Originality: Toys in Babylon is a bold and jocular novel that shares a close affinity with the madcap world of Douglas Adams. Finegan's undoubted love of language and language learning shines through and although the story teeters on the edge of being too clever for its own good, it eventually wins through with its compulsive energy and boundless wit.
Character/Execution: Finegan's characters are affable and well crafted, particularly the array of digital cartoon characters. These altogether creative and imaginative characters perfectly illustrate Finegan's insatiable thirst for the eccentric and bizarre.
Blurb: A curious and compelling murder mystery parody.

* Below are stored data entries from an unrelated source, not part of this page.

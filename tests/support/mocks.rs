// tests/support/mocks.rs
//! In-memory identity store standing in for Postgres.

use async_trait::async_trait;
use identity_core::application::error::{ApplicationError, ApplicationResult};
use identity_core::application::ports::{identity::IdentityStore, security::PasswordHasher};
use identity_core::domain::{
    app::{App, AppInfo},
    uid::Uid,
    user::{User, Username},
};
use identity_core::infrastructure::security::BcryptPasswordHasher;
use std::collections::HashMap;
use std::sync::Mutex;

struct UserRecord {
    username: String,
    password_hash: String,
    is_admin: bool,
}

struct AppRecord {
    secret: Uid,
    owner: Uid,
    name: String,
}

/// Hash-map rendition of the identity store, hashing with the same bcrypt
/// hasher as production (cost 4 keeps the tests quick).
#[derive(Default)]
pub struct InMemoryIdentityStore {
    users: Mutex<HashMap<Uid, UserRecord>>,
    apps: Mutex<HashMap<Uid, AppRecord>>,
    hasher: BcryptPasswordHasher,
}

impl InMemoryIdentityStore {
    pub fn new() -> Self {
        Self::default()
    }
}

#[async_trait]
impl IdentityStore for InMemoryIdentityStore {
    async fn get_user_info(&self, uid: Uid) -> ApplicationResult<User> {
        let users = self.users.lock().unwrap();
        let record = users
            .get(&uid)
            .ok_or_else(|| ApplicationError::not_found("user not found"))?;
        Ok(User {
            uid,
            username: Username::new(record.username.clone())?,
            is_admin: record.is_admin,
        })
    }

    async fn create(&self, username: &str, password: &str) -> ApplicationResult<User> {
        let password_hash = self.hasher.hash(password).await?;

        let mut users = self.users.lock().unwrap();
        if users.values().any(|u| u.username == username) {
            // The relational unique constraint, surfaced the same way.
            return Err(ApplicationError::infrastructure(
                "duplicate key value violates unique constraint \"users_username_key\"",
            ));
        }

        let uid = Uid::new_random();
        users.insert(
            uid,
            UserRecord {
                username: username.to_string(),
                password_hash,
                is_admin: false,
            },
        );

        Ok(User {
            uid,
            username: Username::new(username)?,
            is_admin: false,
        })
    }

    async fn update(&self, uid: Uid, new_password: &str) -> ApplicationResult<()> {
        let password_hash = self.hasher.hash(new_password).await?;

        let mut users = self.users.lock().unwrap();
        let record = users
            .get_mut(&uid)
            .ok_or_else(|| ApplicationError::not_found("user not found"))?;
        record.password_hash = password_hash;
        Ok(())
    }

    async fn delete(&self, uid: Uid) -> ApplicationResult<()> {
        let mut users = self.users.lock().unwrap();
        if users.remove(&uid).is_none() {
            return Err(ApplicationError::not_found("user not found"));
        }
        drop(users);

        // Cascading delete of owned apps, as the schema does.
        let mut apps = self.apps.lock().unwrap();
        apps.retain(|_, app| app.owner != uid);
        Ok(())
    }

    async fn check_password(&self, uid: Uid, password: &str) -> ApplicationResult<bool> {
        let password_hash = {
            let users = self.users.lock().unwrap();
            users
                .get(&uid)
                .map(|record| record.password_hash.clone())
                .ok_or_else(|| ApplicationError::not_found("user not found"))?
        };

        self.hasher.verify(password, &password_hash).await
    }

    async fn uid_by_username(&self, username: &str) -> ApplicationResult<Uid> {
        let users = self.users.lock().unwrap();
        users
            .iter()
            .find(|(_, record)| record.username == username)
            .map(|(uid, _)| *uid)
            .ok_or_else(|| ApplicationError::not_found("user not found"))
    }

    async fn create_app(&self, owner: Uid, name: &str) -> ApplicationResult<App> {
        let uid = Uid::new_random();
        let secret = Uid::new_random();

        let mut apps = self.apps.lock().unwrap();
        apps.insert(
            uid,
            AppRecord {
                secret,
                owner,
                name: name.to_string(),
            },
        );

        Ok(App {
            uid,
            secret,
            owner,
            name: name.to_string(),
        })
    }

    async fn get_app_info(&self, app_uid: Uid) -> ApplicationResult<AppInfo> {
        let apps = self.apps.lock().unwrap();
        let record = apps
            .get(&app_uid)
            .ok_or_else(|| ApplicationError::not_found("app not found"))?;
        Ok(AppInfo {
            owner: record.owner,
            name: record.name.clone(),
        })
    }

    async fn is_valid_app_credentials(
        &self,
        app_uid: Uid,
        app_secret: Uid,
    ) -> ApplicationResult<bool> {
        let apps = self.apps.lock().unwrap();
        Ok(apps
            .get(&app_uid)
            .is_some_and(|record| record.secret == app_secret))
    }
}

Publishers Weekly, BookLife Fiction Prize Critique - 6 September 2024
Reader Views
Anyone who’s ever studied a language online will recognize the conversation between the baker and the shopper; between the bus driver and the passenger. In Finegan’s book, these characters have broken free of the script and taken on lives of their own. This clever concept is most emphatically not a book you’ve read a million times before... Finegan is a really smart writer... [He] doesn’t burn a lot of time explaining how ‘real’ and ‘virtual’ characters are able to interact on the same playing field – just accept the premise and let his wit roll over you... You’ll have fun puzzling out the various threads, languages, and references found within Patrick Finegan’s “Toys in Babylon,” and in the end, you’ll probably learn something as well.
Midwest Book Review
Toys in Babylon: A Language App Parody and Whodunit gives readers the perfect demonstration of a parody written with lively intention... The plot revolves around a cast of satirical, fictional characters and situations that embrace animated teaching characters, AI influences, jokes, and mystery alike... Romance, poetic interludes, and more emerge from unexpected encounters. Readers are kept on their toes by a progression of shifting events and realities that keep the characters engaging and memorable... It’s the literary-minded reader interested in the changing devices of satire and parody who will find the progression thoroughly absorbing, albeit steeped in language not ordinarily seen in standard writing approaches... These strengths are why Toys in Babylon: A Language App Parody and Whodunit is especially recommended for advanced students of language and parody, who will find the story’s contemporary twists and usage to be both thoroughly engrossing and ultimately educational.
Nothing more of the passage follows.